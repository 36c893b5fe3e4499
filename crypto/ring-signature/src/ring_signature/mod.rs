// Copyright (c) 2025 The Vela Foundation

//! Linkable ring signatures.

mod error;
mod key_image;
mod mlsag;

pub use error::Error;
pub use key_image::KeyImage;
pub use mlsag::RingMLSAG;

pub use crate::{CurveScalar, PedersenGens, B_BLINDING};
pub use curve25519_dalek::scalar::Scalar;

use crate::domain_separators::HASH_TO_POINT_DOMAIN_TAG;
use curve25519_dalek::ristretto::RistrettoPoint;
use vela_crypto_hashes::{Blake2b512, Digest};
use vela_crypto_keys::RistrettoPublic;

/// Map a public key onto the curve, with no known discrete log.
///
/// Key images are computed against this point, so the map must be fixed
/// forever: `I = x * hash_to_point(x * G)`.
pub fn hash_to_point(ristretto_public: &RistrettoPublic) -> RistrettoPoint {
    let mut hasher = Blake2b512::new();
    hasher.update(HASH_TO_POINT_DOMAIN_TAG);
    hasher.update(ristretto_public.to_bytes());
    RistrettoPoint::from_hash(hasher)
}
// Copyright (c) 2025 The Vela Foundation

//! Validator configuration.

use serde::{Deserialize, Serialize};
use vela_transaction_core::constants::{MAX_TX_SIZE, MINIMUM_FEE};

/// Configuration for a [`crate::TxValidator`].
#[derive(Clone, Debug, Deserialize, Serialize)]
pub struct ValidatorConfig {
    /// The smallest fee a transaction may pay, in the smallest representable
    /// units.
    #[serde(default = "default_minimum_fee")]
    pub minimum_fee: u64,

    /// The largest canonically encoded transaction accepted, in bytes.
    #[serde(default = "default_max_tx_size")]
    pub max_tx_size: usize,

    /// Whether an unexpected ledger failure halts the validator.
    ///
    /// A halted validator rejects every transaction until the operator
    /// inspects the ledger and restarts the node. Disabling this is only
    /// sensible in tests.
    #[serde(default = "default_true")]
    pub halt_on_ledger_failure: bool,
}

fn default_minimum_fee() -> u64 {
    MINIMUM_FEE
}

fn default_max_tx_size() -> usize {
    MAX_TX_SIZE
}

fn default_true() -> bool {
    true
}

impl Default for ValidatorConfig {
    fn default() -> Self {
        Self {
            minimum_fee: MINIMUM_FEE,
            max_tx_size: MAX_TX_SIZE,
            halt_on_ledger_failure: true,
        }
    }
}

impl ValidatorConfig {
    /// Create a new builder with default settings.
    pub fn builder() -> ValidatorConfigBuilder {
        ValidatorConfigBuilder::default()
    }
}

/// Builder for [`ValidatorConfig`].
#[derive(Clone, Debug, Default)]
pub struct ValidatorConfigBuilder {
    config: ValidatorConfig,
}

impl ValidatorConfigBuilder {
    /// Set the minimum transaction fee.
    pub fn minimum_fee(mut self, minimum_fee: u64) -> Self {
        self.config.minimum_fee = minimum_fee;
        self
    }

    /// Set the maximum encoded transaction size in bytes.
    pub fn max_tx_size(mut self, max_tx_size: usize) -> Self {
        self.config.max_tx_size = max_tx_size;
        self
    }

    /// Set whether a ledger failure halts the validator.
    pub fn halt_on_ledger_failure(mut self, halt: bool) -> Self {
        self.config.halt_on_ledger_failure = halt;
        self
    }

    /// Finish building the config.
    pub fn build(self) -> ValidatorConfig {
        self.config
    }
}
// Copyright (c) 2025 The Vela Foundation

//! An in-memory [`Ledger`] for tests.

use crate::{Error, Ledger};
use std::sync::{
    atomic::{AtomicBool, Ordering},
    Mutex,
};
use vela_common::{HashMap, HashSet};
use vela_crypto_keys::CompressedRistrettoPublic;
use vela_transaction_core::{tx::TxOut, KeyImage};

#[derive(Default)]
struct MockLedgerInner {
    tx_outs: Vec<TxOut>,
    index_by_public_key: HashMap<CompressedRistrettoPublic, u64>,
    key_images: HashSet<KeyImage>,
}

/// An in-memory ledger with the same atomicity guarantees as [`crate::LedgerDB`].
#[derive(Default)]
pub struct MockLedger {
    inner: Mutex<MockLedgerInner>,
    failing: AtomicBool,
}

impl MockLedger {
    /// Creates an empty mock ledger.
    pub fn new() -> Self {
        Self::default()
    }

    /// Seeds the ledger with outputs, e.g. to serve as ring members.
    pub fn seed_tx_outs(&self, tx_outs: &[TxOut]) {
        let mut inner = self.inner.lock().expect("mutex poisoned");
        for tx_out in tx_outs {
            let index = inner.tx_outs.len() as u64;
            inner.index_by_public_key.insert(tx_out.public_key, index);
            inner.tx_outs.push(tx_out.clone());
        }
    }

    /// Makes every subsequent ledger operation fail, simulating database
    /// corruption.
    pub fn set_failing(&self, failing: bool) {
        self.failing.store(failing, Ordering::SeqCst);
    }

    fn check_failing(&self) -> Result<(), Error> {
        if self.failing.load(Ordering::SeqCst) {
            return Err(Error::Lmdb(lmdb::Error::Corrupted));
        }
        Ok(())
    }
}

impl Ledger for MockLedger {
    fn contains_key_image(&self, key_image: &KeyImage) -> Result<bool, Error> {
        self.check_failing()?;
        let inner = self.inner.lock().expect("mutex poisoned");
        Ok(inner.key_images.contains(key_image))
    }

    fn contains_tx_out_public_key(
        &self,
        public_key: &CompressedRistrettoPublic,
    ) -> Result<bool, Error> {
        self.check_failing()?;
        let inner = self.inner.lock().expect("mutex poisoned");
        Ok(inner.index_by_public_key.contains_key(public_key))
    }

    fn get_tx_out_index_by_public_key(
        &self,
        public_key: &CompressedRistrettoPublic,
    ) -> Result<u64, Error> {
        self.check_failing()?;
        let inner = self.inner.lock().expect("mutex poisoned");
        inner
            .index_by_public_key
            .get(public_key)
            .copied()
            .ok_or(Error::NotFound)
    }

    fn get_tx_out_by_index(&self, index: u64) -> Result<TxOut, Error> {
        self.check_failing()?;
        let inner = self.inner.lock().expect("mutex poisoned");
        inner
            .tx_outs
            .get(index as usize)
            .cloned()
            .ok_or(Error::NotFound)
    }

    fn num_tx_outs(&self) -> Result<u64, Error> {
        self.check_failing()?;
        let inner = self.inner.lock().expect("mutex poisoned");
        Ok(inner.tx_outs.len() as u64)
    }

    fn num_key_images(&self) -> Result<u64, Error> {
        self.check_failing()?;
        let inner = self.inner.lock().expect("mutex poisoned");
        Ok(inner.key_images.len() as u64)
    }

    fn record_spends(&self, key_images: &[KeyImage], outputs: &[TxOut]) -> Result<(), Error> {
        self.check_failing()?;
        let mut inner = self.inner.lock().expect("mutex poisoned");

        // Validate the whole batch before mutating anything.
        for key_image in key_images {
            if inner.key_images.contains(key_image) {
                return Err(Error::KeyImageAlreadySpent);
            }
        }
        for tx_out in outputs {
            if inner.index_by_public_key.contains_key(&tx_out.public_key) {
                return Err(Error::DuplicateOutputPublicKey);
            }
        }

        for key_image in key_images {
            inner.key_images.insert(*key_image);
        }
        for tx_out in outputs {
            let index = inner.tx_outs.len() as u64;
            inner.index_by_public_key.insert(tx_out.public_key, index);
            inner.tx_outs.push(tx_out.clone());
        }
        Ok(())
    }
}

#[cfg(test)]
mod mock_ledger_tests {
    use super::*;
    use vela_account_keys::AccountKey;
    use vela_crypto_keys::RistrettoPrivate;
    use vela_util_from_random::FromRandom;
    use vela_util_test_helper::get_seeded_rng;

    #[test]
    fn batch_with_spent_key_image_records_nothing() {
        let mut rng = get_seeded_rng();
        let ledger = MockLedger::new();

        let recipient = AccountKey::from_random(&mut rng);
        let tx_private_key = RistrettoPrivate::from_random(&mut rng);
        let tx_out = TxOut::new(100, &recipient.public_address(), &tx_private_key).unwrap();

        ledger.record_spends(&[KeyImage::from(1u64)], &[]).unwrap();
        assert_eq!(
            ledger.record_spends(&[KeyImage::from(2u64), KeyImage::from(1u64)], &[tx_out.clone()]),
            Err(Error::KeyImageAlreadySpent)
        );
        assert!(!ledger.contains_key_image(&KeyImage::from(2u64)).unwrap());
        assert!(!ledger.contains_tx_out_public_key(&tx_out.public_key).unwrap());
    }
}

Your task: Counting only lines of the data above that hold "Result", report the total and nothing else.

Completed task: 8